Lola Lafon, née en 1972, femme de lettres (quatre romans à son actif), chanteuse et compositrice, a vécu pendant son enfance en Roumanie (où ses parents enseignaient la littérature française) et donc le pays des Carpates n´a pas de secret pour elle. La petite communiste qui ne souriait jamais n´est pourtant pas une biographie romancée de la célèbre gymnaste roumaine. Certes, les dates, les lieux et les événements ont été respectés, mais l´échange de correspondance entre la narratrice du roman et la gymnaste relève de la fiction. La fiction, au fond, n´est-elle pas souvent le moyen soit de peupler les silences de l´histoire soit de fournir les multiples versions d´un monde évanoui, comme Lola Lafon l´écrit elle-même dans son avant-propos ?


La fée des Carpates

Tout commence en 1976 aux Jeux Olympiques de Montréal quand on crie au miracle : les panneaux électroniques (ou ceux qui s´en occupaient) n´avaient pas prévu que quelqu´un pût atteindre une note de 10 sur 10, mais Nadia l´a fait ! Humiliant les gymnastes soviétiques, elle est soudain devenue une vedette, cette fille de quinze ans protégée par un «immaculé justaucorps sur lequel on ne distingue aucune trace de transpiration» ou comme écrit un journal : «Une Lolita olympique d´à peine quarante kilos, écolière de quatorze ans à la silhouette de jeune garçon qui se plie à toutes les demandes».

La réussite de Nadia est l´œuvre de l´entraîneur Béla Kàrolyi et de sa femme Márta qui, prétendant redonner vie à la gymnastique roumaine en sommeil depuis quelques années, essayent de recruter de jeunes talents du côté d´Onesti, une ville de Moldavie roumaine, au nord-est de Bucarest, ceci à la fin des années soixante ! Nadia, à l´âge de 7 ans, est une des jeunes sélectionnées pour l´école expérimentale et petit à petit elle fait parler d´elle.
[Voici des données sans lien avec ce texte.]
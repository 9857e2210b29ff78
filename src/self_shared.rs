//! Objects that hand out shared handles to themselves.
//!
//! An object embeds a [`SelfSlot`] and implements [`SelfShared`] to point at
//! it. Once the object is placed under shared ownership (through
//! [`Shared::new_self_shared`] or [`Shared::enable_self_share`]) the slot
//! holds a weak handle to the owner, and any `&self` method can recover a
//! strong one:
//!
//! ```
//! use smartref::{SelfShared, SelfSlot, Shared};
//!
//! #[derive(Default)]
//! struct Session
//! {
//!     slot: SelfSlot<Session>,
//! }
//!
//! impl SelfShared for Session
//! {
//!     fn self_slot(&self) -> &SelfSlot<Self> { &self.slot }
//! }
//!
//! let session = Shared::new_self_shared(Session::default());
//! let again = session.shared_from_self().unwrap();
//! assert!(Shared::ptr_eq(&session, &again));
//! assert_eq!(Shared::strong_count(&session), 2);
//! ```

use std::fmt;

use parking_lot::Mutex;

use crate::{
    error::{Error, Result},
    shared::Shared,
    weak::Weak,
};

/// Weak self-reference stored inside an object.
///
/// Empty until the object's first shared owner is recorded. Cloning gives
/// an empty slot, since a copy of the object is a different object with no
/// owner yet.
pub struct SelfSlot<T: ?Sized>
{
    weak: Mutex<Weak<T>>,
}

impl<T: ?Sized> SelfSlot<T>
{
    pub fn new() -> Self { Self { weak: Mutex::new(Weak::new()) } }

    /// Record `owner` unless a live owner is already known.
    pub(crate) fn install(&self, owner: &Shared<T>) -> bool
    {
        let mut weak = self.weak.lock();
        if !weak.expired() {
            return false;
        }
        *weak = Shared::downgrade(owner);
        log::trace!("recorded self-sharing owner {:p}", Shared::observe(owner));
        true
    }

    /// Weak handle to the owner; expired if there is none.
    pub fn weak(&self) -> Weak<T> { self.weak.lock().clone() }

    /// Strong handle to the owner.
    pub fn shared(&self) -> Result<Shared<T>> { self.weak.lock().upgrade().ok_or(Error::NotOwned) }
}

impl<T: ?Sized> Default for SelfSlot<T>
{
    fn default() -> Self { Self::new() }
}

impl<T: ?Sized> Clone for SelfSlot<T>
{
    fn clone(&self) -> Self { Self::new() }
}

impl<T: ?Sized> fmt::Debug for SelfSlot<T>
{
    fn fmt(&self, f: &mut fmt::Formatter<'_>) -> fmt::Result
    {
        f.debug_struct("SelfSlot")
            .field("owned", &!self.weak.lock().expired())
            .finish()
    }
}

/// Implemented by types that embed a [`SelfSlot`] for themselves.
pub trait SelfShared
{
    fn self_slot(&self) -> &SelfSlot<Self>;

    /// A new strong handle to `self`.
    ///
    /// Fails with [`Error::NotOwned`] when `self` is not (or no longer)
    /// managed by a [`Shared`] that recorded itself in the slot: an object
    /// on the stack, in an [`Exclusive`](crate::Exclusive), or being dropped.
    fn shared_from_self(&self) -> Result<Shared<Self>> { self.self_slot().shared() }

    /// A weak handle to `self`, expired under the same conditions in which
    /// [`shared_from_self`](Self::shared_from_self) fails.
    fn weak_from_self(&self) -> Weak<Self> { self.self_slot().weak() }
}

#[cfg(test)]
mod tests
{
    use super::*;
    use crate::Exclusive;

    #[derive(Debug, Default)]
    struct Node
    {
        slot: SelfSlot<Node>,
        label: &'static str,
    }

    impl SelfShared for Node
    {
        fn self_slot(&self) -> &SelfSlot<Self> { &self.slot }
    }

    fn node(label: &'static str) -> Node
    {
        Node {
            label,
            ..Node::default()
        }
    }

    #[test]
    fn owned_object_finds_its_owner()
    {
        let owner = Shared::new_self_shared(node("root"));
        let again = owner.shared_from_self().unwrap();

        assert_eq!(again.label, "root");
        assert!(Shared::ptr_eq(&owner, &again));
        assert_eq!(Shared::strong_count(&owner), 2);
        assert_eq!(Shared::weak_count(&owner), 1);
        assert!(!owner.weak_from_self().expired());
    }

    #[test]
    fn object_on_the_stack_is_not_owned()
    {
        let local = node("stack");
        assert_eq!(local.shared_from_self().unwrap_err(), Error::NotOwned);
        assert!(local.weak_from_self().expired());
    }

    #[test]
    fn exclusive_object_is_not_owned_until_shared()
    {
        let boxed = Exclusive::new(node("boxed"));
        assert!(boxed.shared_from_self().is_err());

        let owner: Shared<Node> = Shared::from(boxed);
        assert!(owner.shared_from_self().is_err());

        Shared::enable_self_share(&owner);
        let again = owner.shared_from_self().unwrap();
        assert!(Shared::ptr_eq(&owner, &again));
    }

    #[test]
    fn plain_new_does_not_record_owner()
    {
        let owner = Shared::new(node("plain"));
        assert!(owner.shared_from_self().is_err());
    }

    #[test]
    fn first_owner_is_kept()
    {
        let owner = Shared::new_self_shared(node("first"));
        let alias = owner.clone();
        Shared::enable_self_share(&alias);
        assert_eq!(Shared::weak_count(&owner), 1);
        assert!(!owner.slot.install(&alias));
    }

    #[test]
    fn cloned_object_starts_unowned()
    {
        let owner = Shared::new_self_shared(node("original"));
        let copy = Node {
            slot: owner.slot.clone(),
            label: "copy",
        };
        assert!(copy.shared_from_self().is_err());
        assert!(owner.shared_from_self().is_ok());
    }
}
S´il y a d´abord une contre-performance en 1970 dans une compétition nationale, deux ans plus tard, l´équipe roumaine, Nadia en tête, décroche la deuxième place et donc une médaille d´argent à la Coupe Junior de l´amitié sur  fond de polémique, Béla, l´entraîneur, ne sachant pas, d´après la presse russe, que les autres sont de jeunes adultes. C´est que la championne d´Urss, Ludmila Tourischeva, a dix-huit ans…  

Plus surprenant encore est l´épisode de Paris en 1974. L´équipe roumaine invitée à se déplacer à la Ville Lumière n´a personne pour l´accueillir à l´aéroport. Béla, ne parlant ni français ni anglais, n´a qu´une adresse sur un bout de papier et décide de prendre avec les petites un taxi qui les dépose dans un gymnase de banlieue où on leur tend des biscuits et où l´on voit évoluer des « Françaises dont les cuisses trop grasses frottent l´une contre l´autre quand elles courent comme des canards aveugles vers le cheval d´arçons ». Trouvant finalement un interprète, Béla se rend compte que la Fédération Française a dirigé les gymnastes roumaines sur une démonstration d´amateurs et pas sur l´événement prévu. Arrivés au Palais des Sports, Béla agite les bras dans tous les sens devant les vigiles qui les empêchent d´entrer et les petites, profitant du tapage provoqué par leur entraîneur, se baissent et courent vers la salle. La prestation éblouissante de Nadia laisse les spectateurs ébahis, d´aucuns ne se rendant même pas compte de ce qui se passe au juste.

La consécration suprême, le harcèlement de la part de Nicu, le fils du dictateur, et la fuite aux Etats-Unis deux semaines avant la chute de Ceausescu (désir de liberté ou peur d´être emportée par le tourbillon révolutionnaire qui s´annonçait ?), enfin, la magie qui s´estompe quand Nadia devient femme, tout y passe sous la plume enchantée de Lola Lafon.

Avec ce très beau roman, Lola Lafon nous ramène à un temps révolu où la grisaille communiste poussait les Roumains à rêver du paradis à l´Ouest. De nos jours, s´ils ne sont pas forcément nostalgiques du vieux temps du camarade Ceausescu, ils sont plutôt déçus de la banalité démocratique. Puisque si avant les gens « avaient constamment peur, c´est vrai, peur qu´on les entende dire des choses interdites, aujourd´hui on peut tout dire(…) seulement personne ne nous entend ».  

Lola Lafon, La petite communiste qui ne souriait jamais, éditions Actes-Sud, janvier 2014.